--- What you will do ---
The required answer is every line of the data containing the word "prelude".

--- Raw data ---
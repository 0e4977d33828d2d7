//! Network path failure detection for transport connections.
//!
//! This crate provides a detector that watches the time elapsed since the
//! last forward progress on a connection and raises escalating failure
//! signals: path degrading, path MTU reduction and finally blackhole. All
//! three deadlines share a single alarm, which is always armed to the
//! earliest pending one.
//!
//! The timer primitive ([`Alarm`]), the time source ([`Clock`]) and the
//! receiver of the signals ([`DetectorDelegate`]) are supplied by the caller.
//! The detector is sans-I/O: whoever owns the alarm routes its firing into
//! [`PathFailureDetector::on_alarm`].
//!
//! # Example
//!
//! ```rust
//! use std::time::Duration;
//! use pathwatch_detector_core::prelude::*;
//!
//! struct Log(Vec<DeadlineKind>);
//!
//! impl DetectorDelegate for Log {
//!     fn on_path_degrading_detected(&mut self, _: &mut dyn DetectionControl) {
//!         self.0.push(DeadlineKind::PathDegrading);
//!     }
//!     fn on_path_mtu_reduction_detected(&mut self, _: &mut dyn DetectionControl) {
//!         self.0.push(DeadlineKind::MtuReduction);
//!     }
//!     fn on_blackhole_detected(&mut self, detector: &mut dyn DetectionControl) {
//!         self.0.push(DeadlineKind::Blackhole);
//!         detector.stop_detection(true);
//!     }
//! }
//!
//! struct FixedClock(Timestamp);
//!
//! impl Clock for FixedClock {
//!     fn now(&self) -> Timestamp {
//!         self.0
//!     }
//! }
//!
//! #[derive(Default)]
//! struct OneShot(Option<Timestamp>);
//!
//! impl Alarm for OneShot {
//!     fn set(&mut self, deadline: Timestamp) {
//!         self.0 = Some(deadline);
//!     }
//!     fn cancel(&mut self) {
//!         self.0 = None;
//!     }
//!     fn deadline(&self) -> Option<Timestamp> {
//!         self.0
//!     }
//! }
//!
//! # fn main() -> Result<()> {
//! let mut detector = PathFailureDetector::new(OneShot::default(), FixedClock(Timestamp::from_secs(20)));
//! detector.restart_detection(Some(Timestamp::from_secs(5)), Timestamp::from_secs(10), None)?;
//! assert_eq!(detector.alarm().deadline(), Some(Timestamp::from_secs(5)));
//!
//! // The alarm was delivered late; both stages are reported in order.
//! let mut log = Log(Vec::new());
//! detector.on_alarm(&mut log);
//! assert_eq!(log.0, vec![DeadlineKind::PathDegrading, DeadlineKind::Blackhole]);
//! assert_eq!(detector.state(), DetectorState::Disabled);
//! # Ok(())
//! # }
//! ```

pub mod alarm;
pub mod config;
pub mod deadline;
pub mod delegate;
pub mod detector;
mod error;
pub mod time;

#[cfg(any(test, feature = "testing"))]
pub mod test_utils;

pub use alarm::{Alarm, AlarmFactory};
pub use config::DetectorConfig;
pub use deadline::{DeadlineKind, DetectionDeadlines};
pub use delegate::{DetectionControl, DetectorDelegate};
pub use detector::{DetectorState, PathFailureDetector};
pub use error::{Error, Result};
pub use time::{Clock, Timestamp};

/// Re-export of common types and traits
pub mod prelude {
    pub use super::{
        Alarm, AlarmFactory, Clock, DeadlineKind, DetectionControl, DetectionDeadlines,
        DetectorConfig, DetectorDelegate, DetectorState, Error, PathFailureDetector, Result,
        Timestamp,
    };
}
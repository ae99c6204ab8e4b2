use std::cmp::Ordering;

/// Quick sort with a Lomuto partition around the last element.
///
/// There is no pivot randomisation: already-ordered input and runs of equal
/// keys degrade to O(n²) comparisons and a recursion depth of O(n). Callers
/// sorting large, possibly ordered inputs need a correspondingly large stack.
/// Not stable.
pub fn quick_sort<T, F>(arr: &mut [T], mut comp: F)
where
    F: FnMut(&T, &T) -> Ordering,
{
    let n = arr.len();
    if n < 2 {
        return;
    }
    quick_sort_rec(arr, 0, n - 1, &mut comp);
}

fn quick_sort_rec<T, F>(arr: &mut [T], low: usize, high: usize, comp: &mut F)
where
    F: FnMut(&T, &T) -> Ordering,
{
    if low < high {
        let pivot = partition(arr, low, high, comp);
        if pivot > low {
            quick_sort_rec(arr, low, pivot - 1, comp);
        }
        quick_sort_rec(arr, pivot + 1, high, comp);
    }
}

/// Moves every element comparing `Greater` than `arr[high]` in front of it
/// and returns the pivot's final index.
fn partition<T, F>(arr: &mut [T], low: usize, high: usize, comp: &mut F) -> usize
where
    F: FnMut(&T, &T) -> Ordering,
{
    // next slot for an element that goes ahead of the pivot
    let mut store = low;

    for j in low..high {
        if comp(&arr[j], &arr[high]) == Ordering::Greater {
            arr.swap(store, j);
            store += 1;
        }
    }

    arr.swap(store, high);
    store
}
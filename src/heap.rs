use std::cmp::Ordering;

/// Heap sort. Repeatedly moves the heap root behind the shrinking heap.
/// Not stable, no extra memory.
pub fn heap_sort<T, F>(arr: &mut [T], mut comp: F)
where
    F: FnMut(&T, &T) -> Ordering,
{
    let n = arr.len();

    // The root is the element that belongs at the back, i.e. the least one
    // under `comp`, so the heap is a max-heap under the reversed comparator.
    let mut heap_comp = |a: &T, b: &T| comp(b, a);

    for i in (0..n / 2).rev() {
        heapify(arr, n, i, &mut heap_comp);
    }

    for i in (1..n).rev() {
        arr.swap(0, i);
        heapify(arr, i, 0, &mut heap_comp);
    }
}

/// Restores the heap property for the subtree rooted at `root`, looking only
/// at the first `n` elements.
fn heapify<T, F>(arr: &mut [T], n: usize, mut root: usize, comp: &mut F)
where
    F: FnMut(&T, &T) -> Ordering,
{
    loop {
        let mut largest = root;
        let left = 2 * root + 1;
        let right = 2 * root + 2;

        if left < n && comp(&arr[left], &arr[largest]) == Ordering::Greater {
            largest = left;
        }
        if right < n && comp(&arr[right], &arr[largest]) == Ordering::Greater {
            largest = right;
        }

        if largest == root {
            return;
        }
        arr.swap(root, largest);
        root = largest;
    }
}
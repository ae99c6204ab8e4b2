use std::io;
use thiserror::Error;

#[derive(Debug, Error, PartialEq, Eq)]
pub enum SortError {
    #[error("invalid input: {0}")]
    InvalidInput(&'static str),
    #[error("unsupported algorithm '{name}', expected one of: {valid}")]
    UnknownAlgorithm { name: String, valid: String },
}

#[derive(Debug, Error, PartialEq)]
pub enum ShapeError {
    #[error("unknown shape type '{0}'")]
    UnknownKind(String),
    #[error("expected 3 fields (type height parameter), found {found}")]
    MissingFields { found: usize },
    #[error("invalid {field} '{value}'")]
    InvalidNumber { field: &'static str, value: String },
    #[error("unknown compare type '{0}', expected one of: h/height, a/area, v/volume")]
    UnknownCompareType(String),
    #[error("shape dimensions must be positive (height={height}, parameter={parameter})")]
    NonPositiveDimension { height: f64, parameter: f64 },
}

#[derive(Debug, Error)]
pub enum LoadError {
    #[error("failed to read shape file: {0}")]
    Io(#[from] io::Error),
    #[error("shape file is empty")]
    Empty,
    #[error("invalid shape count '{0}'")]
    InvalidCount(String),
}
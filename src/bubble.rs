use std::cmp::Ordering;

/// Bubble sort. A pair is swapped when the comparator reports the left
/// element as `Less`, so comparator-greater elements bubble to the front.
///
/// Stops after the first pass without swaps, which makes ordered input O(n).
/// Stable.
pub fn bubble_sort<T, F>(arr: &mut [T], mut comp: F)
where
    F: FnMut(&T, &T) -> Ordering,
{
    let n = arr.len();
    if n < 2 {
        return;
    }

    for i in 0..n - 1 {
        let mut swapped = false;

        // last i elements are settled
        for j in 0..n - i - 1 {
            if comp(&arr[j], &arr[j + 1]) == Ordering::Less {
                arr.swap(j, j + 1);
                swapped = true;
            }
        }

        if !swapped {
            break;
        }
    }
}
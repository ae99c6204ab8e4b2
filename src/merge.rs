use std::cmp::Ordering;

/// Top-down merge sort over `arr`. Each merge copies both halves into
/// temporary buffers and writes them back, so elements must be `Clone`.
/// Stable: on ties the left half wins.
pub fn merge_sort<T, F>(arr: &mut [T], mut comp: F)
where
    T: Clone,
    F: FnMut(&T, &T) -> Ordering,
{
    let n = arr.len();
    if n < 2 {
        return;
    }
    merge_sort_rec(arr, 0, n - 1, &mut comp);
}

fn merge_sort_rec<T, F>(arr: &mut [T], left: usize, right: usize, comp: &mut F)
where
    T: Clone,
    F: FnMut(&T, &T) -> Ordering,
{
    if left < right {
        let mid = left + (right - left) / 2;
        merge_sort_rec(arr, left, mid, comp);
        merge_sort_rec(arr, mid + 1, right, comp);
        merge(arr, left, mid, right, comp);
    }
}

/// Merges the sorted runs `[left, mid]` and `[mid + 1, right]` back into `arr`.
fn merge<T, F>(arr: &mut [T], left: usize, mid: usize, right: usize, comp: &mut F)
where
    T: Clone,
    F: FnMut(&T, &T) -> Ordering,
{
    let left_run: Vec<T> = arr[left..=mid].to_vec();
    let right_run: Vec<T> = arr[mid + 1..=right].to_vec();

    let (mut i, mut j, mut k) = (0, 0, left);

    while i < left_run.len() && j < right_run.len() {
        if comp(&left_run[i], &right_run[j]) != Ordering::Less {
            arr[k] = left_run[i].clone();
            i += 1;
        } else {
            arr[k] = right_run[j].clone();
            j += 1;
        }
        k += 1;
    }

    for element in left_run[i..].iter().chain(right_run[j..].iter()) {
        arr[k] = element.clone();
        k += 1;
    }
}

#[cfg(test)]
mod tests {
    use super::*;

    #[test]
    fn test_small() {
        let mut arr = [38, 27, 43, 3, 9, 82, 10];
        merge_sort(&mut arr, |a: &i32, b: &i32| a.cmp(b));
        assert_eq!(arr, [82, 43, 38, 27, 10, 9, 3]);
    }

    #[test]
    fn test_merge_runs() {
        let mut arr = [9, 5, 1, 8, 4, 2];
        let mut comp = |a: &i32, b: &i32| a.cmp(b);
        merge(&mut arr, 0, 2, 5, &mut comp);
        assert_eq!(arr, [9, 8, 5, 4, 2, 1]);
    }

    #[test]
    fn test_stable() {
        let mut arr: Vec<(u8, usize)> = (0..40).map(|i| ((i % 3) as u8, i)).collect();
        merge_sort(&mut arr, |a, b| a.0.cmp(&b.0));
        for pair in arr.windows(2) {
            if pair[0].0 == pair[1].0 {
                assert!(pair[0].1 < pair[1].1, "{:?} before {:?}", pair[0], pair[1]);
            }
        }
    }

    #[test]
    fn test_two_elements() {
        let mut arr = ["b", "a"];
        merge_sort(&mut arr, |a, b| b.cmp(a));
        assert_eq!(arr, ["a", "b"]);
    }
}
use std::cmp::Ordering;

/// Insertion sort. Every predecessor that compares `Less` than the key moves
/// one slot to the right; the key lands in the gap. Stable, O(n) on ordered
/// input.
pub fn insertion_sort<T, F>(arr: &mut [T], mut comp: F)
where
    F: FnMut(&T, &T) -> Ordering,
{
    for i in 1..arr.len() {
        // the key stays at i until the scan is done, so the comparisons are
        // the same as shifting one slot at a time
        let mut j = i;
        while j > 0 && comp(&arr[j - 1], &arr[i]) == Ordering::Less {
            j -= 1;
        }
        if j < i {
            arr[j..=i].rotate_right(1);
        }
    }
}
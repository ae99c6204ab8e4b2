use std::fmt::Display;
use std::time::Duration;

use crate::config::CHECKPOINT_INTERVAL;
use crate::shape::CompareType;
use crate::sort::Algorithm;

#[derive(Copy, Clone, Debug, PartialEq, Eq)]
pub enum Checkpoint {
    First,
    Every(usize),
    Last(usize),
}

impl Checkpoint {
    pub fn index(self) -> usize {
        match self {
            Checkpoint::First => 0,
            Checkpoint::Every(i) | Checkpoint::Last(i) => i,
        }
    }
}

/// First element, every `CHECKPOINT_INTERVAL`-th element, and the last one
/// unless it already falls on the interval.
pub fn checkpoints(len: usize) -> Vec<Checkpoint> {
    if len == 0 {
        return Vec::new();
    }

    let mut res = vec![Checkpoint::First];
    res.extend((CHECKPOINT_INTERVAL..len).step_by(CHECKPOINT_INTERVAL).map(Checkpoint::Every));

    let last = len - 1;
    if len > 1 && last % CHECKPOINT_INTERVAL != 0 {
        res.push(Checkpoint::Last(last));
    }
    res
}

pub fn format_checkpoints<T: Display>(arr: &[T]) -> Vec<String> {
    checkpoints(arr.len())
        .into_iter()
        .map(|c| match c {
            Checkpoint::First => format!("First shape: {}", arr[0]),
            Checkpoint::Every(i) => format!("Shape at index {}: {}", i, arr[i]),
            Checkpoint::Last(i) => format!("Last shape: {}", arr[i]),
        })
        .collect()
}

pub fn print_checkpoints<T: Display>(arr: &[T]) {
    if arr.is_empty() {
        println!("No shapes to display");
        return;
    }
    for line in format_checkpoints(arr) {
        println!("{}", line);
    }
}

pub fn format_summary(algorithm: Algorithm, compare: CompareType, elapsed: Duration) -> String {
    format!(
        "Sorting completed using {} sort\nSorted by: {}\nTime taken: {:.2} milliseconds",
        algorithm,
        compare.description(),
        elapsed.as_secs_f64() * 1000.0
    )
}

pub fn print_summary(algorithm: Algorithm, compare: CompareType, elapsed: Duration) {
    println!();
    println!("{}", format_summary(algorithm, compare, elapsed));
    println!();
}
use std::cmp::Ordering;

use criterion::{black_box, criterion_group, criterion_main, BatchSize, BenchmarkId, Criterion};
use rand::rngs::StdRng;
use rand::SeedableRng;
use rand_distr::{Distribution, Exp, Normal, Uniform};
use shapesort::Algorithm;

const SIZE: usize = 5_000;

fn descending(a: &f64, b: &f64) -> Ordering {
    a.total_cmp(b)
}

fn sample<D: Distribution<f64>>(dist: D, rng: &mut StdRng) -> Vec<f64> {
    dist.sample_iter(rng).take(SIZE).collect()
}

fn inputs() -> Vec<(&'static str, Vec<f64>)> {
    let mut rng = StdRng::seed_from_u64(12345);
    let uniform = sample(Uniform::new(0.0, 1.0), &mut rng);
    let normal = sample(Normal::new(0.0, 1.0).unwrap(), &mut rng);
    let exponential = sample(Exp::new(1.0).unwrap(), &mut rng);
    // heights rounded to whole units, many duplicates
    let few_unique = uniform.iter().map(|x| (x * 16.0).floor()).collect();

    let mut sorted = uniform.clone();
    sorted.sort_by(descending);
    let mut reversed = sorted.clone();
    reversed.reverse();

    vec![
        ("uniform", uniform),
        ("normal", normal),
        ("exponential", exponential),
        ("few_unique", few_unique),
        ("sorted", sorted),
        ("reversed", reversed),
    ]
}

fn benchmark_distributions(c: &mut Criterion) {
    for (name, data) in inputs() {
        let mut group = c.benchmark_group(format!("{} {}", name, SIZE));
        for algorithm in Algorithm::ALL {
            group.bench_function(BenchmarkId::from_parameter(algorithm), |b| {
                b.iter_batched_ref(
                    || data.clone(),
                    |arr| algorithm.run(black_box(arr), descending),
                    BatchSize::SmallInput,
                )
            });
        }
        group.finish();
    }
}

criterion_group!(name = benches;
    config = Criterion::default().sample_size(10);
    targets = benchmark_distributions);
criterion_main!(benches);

--- Exercise answer ---
//! use pathwatch_detector_core::prelude::*;
pub mod prelude {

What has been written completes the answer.